The piers are classified into two major types, i.e., gravity type piers and light type piers, and one of them is classified into a solid type pier, a hollow type pier, a pile type pier or a pillar type pier. The light pier is a hollow pier, the appearance of which is similar to that of a gravity pier, but the light pier is a hollow thin-wall pier.
The internal crack defect detection of the hollow pier is characterized in that a relatively smooth cement pouring surface is adopted mostly for the surface material of the inner wall of the hollow pier, and meanwhile, light rays inside the hollow pier are not clear enough, so that great uncertainty exists in a manual detection method, and the sizes of inlets of all piers are different, the diameters of the inner spaces of the piers are also different, and certain difficulty is caused in manual detection.
Disclosure of Invention
The invention aims to overcome the defects of the prior art and provides a pier inner wall defect detection device and a pier inner wall defect detection method.
The purpose of the invention is realized by the following technical scheme:
a pier inner wall defect detection device comprises a motion control assembly, wherein a telescopic supporting rod and an imaging assembly are arranged outside the motion control assembly, and a roller is arranged at the end part of the telescopic supporting rod; the imaging assembly can rotate 360 degrees around the motion control assembly, and the imaging assembly and the motion control assembly are in communication connection with a control center.
Further, the imaging assembly further comprises a high-power line laser light source.
Further, the imaging assembly comprises a linear array high-resolution lens.
Furthermore, an electric cylinder is arranged inside the telescopic supporting rod and generates pressing force which acts on the telescopic supporting rod as same as the inner wall of the bridge pier.
Furthermore, the imaging assembly comprises a telescopic rod, and the telescopic rod is connected with the motion control assembly and can rotate for 360 degrees around the motion control assembly.
Furthermore, the outer end of the telescopic rod is provided with a pulley, and the imaging module is fixed at a preset distance away from the outer end of the telescopic rod.
Furthermore, the diameter of the pulley at the outer end part of the telescopic rod is smaller than that of the telescopic rod.
Furthermore, the pulley part is arranged outside the telescopic rod, and the rest part is arranged in the telescopic rod.

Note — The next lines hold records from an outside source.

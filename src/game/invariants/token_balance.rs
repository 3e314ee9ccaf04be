//! Token balance invariant: X and O alternate, X first.

use super::super::{GameState, Token};
use super::Invariant;

/// Invariant: the X count equals the O count or exceeds it by one.
pub struct TokenBalanceInvariant;

impl Invariant<GameState> for TokenBalanceInvariant {
    fn holds(state: &GameState) -> bool {
        let x = state.board().count(Token::X);
        let o = state.board().count(Token::O);
        x == o || x == o + 1
    }

    fn description() -> &'static str {
        "Token counts are balanced (X equals O or leads by one)"
    }
}
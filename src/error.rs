//! Error types for the game engine.

use crate::game::{Coord, Token};
use derive_more::{Display, Error};
use tracing::instrument;

/// Error that can occur when applying a move to the board.
#[derive(Debug, Clone, Copy, PartialEq, Eq, Display)]
pub enum MoveError {
    /// The cell already holds a token.
    #[display("Cell {} is already occupied by {}", _0, _1)]
    CellOccupied(Coord, Token),

    /// The linear index does not name a cell (must be 1-9).
    #[display("Cell {} does not exist", _0)]
    CellOutOfRange(u8),

    /// The coordinate lies off the board.
    #[display("Coordinate {} is off the board", _0)]
    CoordOutOfRange(Coord),

    /// The game has already been won or the board is full.
    #[display("Game is already over")]
    GameOver,
}

impl std::error::Error for MoveError {}

/// Kinds of failure surfaced by the engine.
#[derive(Debug, Display)]
pub enum GameErrorKind {
    /// Reading the prompt or writing the board failed.
    #[display("I/O error: {}", _0)]
    Io(std::io::Error),

    /// Input ended before a valid cell was chosen.
    #[display("Input closed before a cell was chosen")]
    InputClosed,

    /// A move was refused.
    #[display("Move refused: {}", _0)]
    Move(MoveError),
}

/// Game engine error with location tracking.
#[derive(Debug, Display, Error)]
#[display("Game error: {} at {}:{}", kind, file, line)]
pub struct GameError {
    /// What went wrong.
    pub kind: GameErrorKind,
    /// Line number where error occurred.
    pub line: u32,
    /// Source file where error occurred.
    pub file: &'static str,
}

impl GameError {
    /// Creates a new game error with caller location tracking.
    #[track_caller]
    #[instrument]
    pub fn new(kind: GameErrorKind) -> Self {
        let loc = std::panic::Location::caller();
        Self {
            kind,
            line: loc.line(),
            file: loc.file(),
        }
    }

    /// Returns the kind of failure.
    pub fn kind(&self) -> &GameErrorKind {
        &self.kind
    }
}

impl From<std::io::Error> for GameError {
    #[track_caller]
    fn from(err: std::io::Error) -> Self {
        Self::new(GameErrorKind::Io(err))
    }
}

impl From<MoveError> for GameError {
    #[track_caller]
    fn from(err: MoveError) -> Self {
        Self::new(GameErrorKind::Move(err))
    }
}
//! Tac Toe - two-player tic-tac-toe at a text prompt.

#![warn(missing_docs)]

mod cli;

use anyhow::Result;
use clap::Parser;
use cli::{Cli, SummaryFormat};
use std::io::Write;
use tac_toe::{GameConfig, GameEngine};
use tracing::{info, instrument};
use tracing_subscriber::EnvFilter;

fn main() -> Result<()> {
    // Load .env file
    dotenvy::dotenv().ok();

    let cli = Cli::parse();
    let config = load_config(&cli)?;
    initialize_tracing(&config)?;

    run_game(config, cli.summary)
}

/// Loads the config file and applies command-line overrides.
fn load_config(cli: &Cli) -> Result<GameConfig> {
    let mut config = GameConfig::load_or_default(&cli.config)?;

    if cli.announce_draw {
        config = config.with_announce_draw(true);
    }
    if cli.hide_open_cells {
        config = config.with_show_open_cells(false);
    }
    if let Some(level) = &cli.log_level {
        config = config.with_log_level(level.clone());
    }

    Ok(config)
}

/// Logs go to stderr or the configured file so they never mix with the board.
fn initialize_tracing(config: &GameConfig) -> Result<()> {
    let filter = EnvFilter::try_from_default_env()
        .unwrap_or_else(|_| EnvFilter::new(config.log_level()));
    let builder = tracing_subscriber::fmt().with_env_filter(filter);

    match config.log_file() {
        Some(path) => {
            let log_file = std::fs::File::create(path)?;
            builder
                .with_writer(std::sync::Arc::new(log_file))
                .with_ansi(false)
                .init();
        }
        None => builder.with_writer(std::io::stderr).init(),
    }

    info!("Tracing initialized");
    Ok(())
}

/// Plays one game on stdin/stdout.
#[instrument(skip(config))]
fn run_game(config: GameConfig, summary: Option<SummaryFormat>) -> Result<()> {
    let stdin = std::io::stdin();
    let stdout = std::io::stdout();

    let mut engine = GameEngine::new(stdin.lock(), stdout.lock(), config)?;
    let status = engine.play_game()?;
    info!(%status, moves = engine.state().play_order().len(), "Game finished");

    if let Some(format) = summary {
        let record = engine.record();
        let (_, mut out) = engine.into_parts();
        match format {
            SummaryFormat::Text => writeln!(out, "{}", record.to_text())?,
            SummaryFormat::Json => writeln!(out, "{}", serde_json::to_string_pretty(&record)?)?,
        }
    }

    Ok(())
}
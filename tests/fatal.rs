//! Fatal invariant-violation paths: double free and freeing memory this
//! allocator never owned. Both are programmer errors with no recovery
//! attempted, so each case is verified via `#[should_panic]`.

use rumalloc::RuMalloc;
use std::alloc::{GlobalAlloc, Layout};

#[global_allocator]
static GLOBAL: RuMalloc = RuMalloc;

#[test]
#[should_panic(expected = "double free")]
fn double_free_is_fatal() {
    let layout = Layout::from_size_align(64, 8).unwrap();
    let ptr = unsafe { GLOBAL.alloc(layout) };
    assert!(!ptr.is_null());
    unsafe {
        GLOBAL.dealloc(ptr, layout);
        GLOBAL.dealloc(ptr, layout);
    }
}

#[test]
#[should_panic(expected = "not owned")]
fn freeing_unowned_address_is_fatal() {
    // A stack address was never handed out by `alloc`.
    let mut local = 0u8;
    let bogus = std::ptr::addr_of_mut!(local);
    let layout = Layout::from_size_align(8, 8).unwrap();
    unsafe { GLOBAL.dealloc(bogus, layout) };
}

On the other hand, the invention also provides a method for detecting the defects of the inner wall of the pier, which adopts any one of the devices for detecting the defects of the inner wall of the pier, and comprises the following steps:
s1: putting the detection equipment into the detection port;
s2: the detection equipment moves inwards according to a preset speed, and an imaging module obtains image data of the whole interval by rotating 360 degrees in each action interval;
s3: the detection equipment transmits the image data to the control center;
s4: the control center preprocesses the image, then detects the image through a preset visual detection model, and determines the defects of the inner wall of the bridge pier;
s5: steps S1-S4 are repeated until the detection device acquires all images.
Further, the distance between the imaging module and the inner wall of the bridge pier is kept unchanged all the time when the imaging module acquires image data.
The invention has the beneficial effects that:
(1) according to the invention, through combination of the mechanical structure and the electrical equipment, the whole equipment can be always attached to the inner wall of the pier, and has corresponding friction force, so that the inner wall of the pier can stably slide up and down, and meanwhile, the imaging module and the inner wall of the pier can be always kept at a preset distance, thereby ensuring that the equipment can more accurately acquire clear image data required by inner wall defect detection.
(2) The invention skillfully utilizes the end part of the telescopic rod to be always attached to the inner wall of the pier, and utilizes the telescopic support rod to ensure that the whole equipment still keeps stable movement in the working space with different diameters in the pier, thereby ensuring that the working space of the imaging module is kept fixed with the inner wall of the pier.
Drawings
Fig. 1 is a schematic top view of a pier inner wall defect detection device according to embodiment 1 of the present invention;
fig. 2 is a schematic view illustrating a working principle of a pier inner wall defect detecting apparatus used in the pier inner wall defect detecting method according to embodiment 2 of the present invention;
fig. 3 is a flow chart of a pier inner wall defect detection method provided in embodiment 2 of the present invention.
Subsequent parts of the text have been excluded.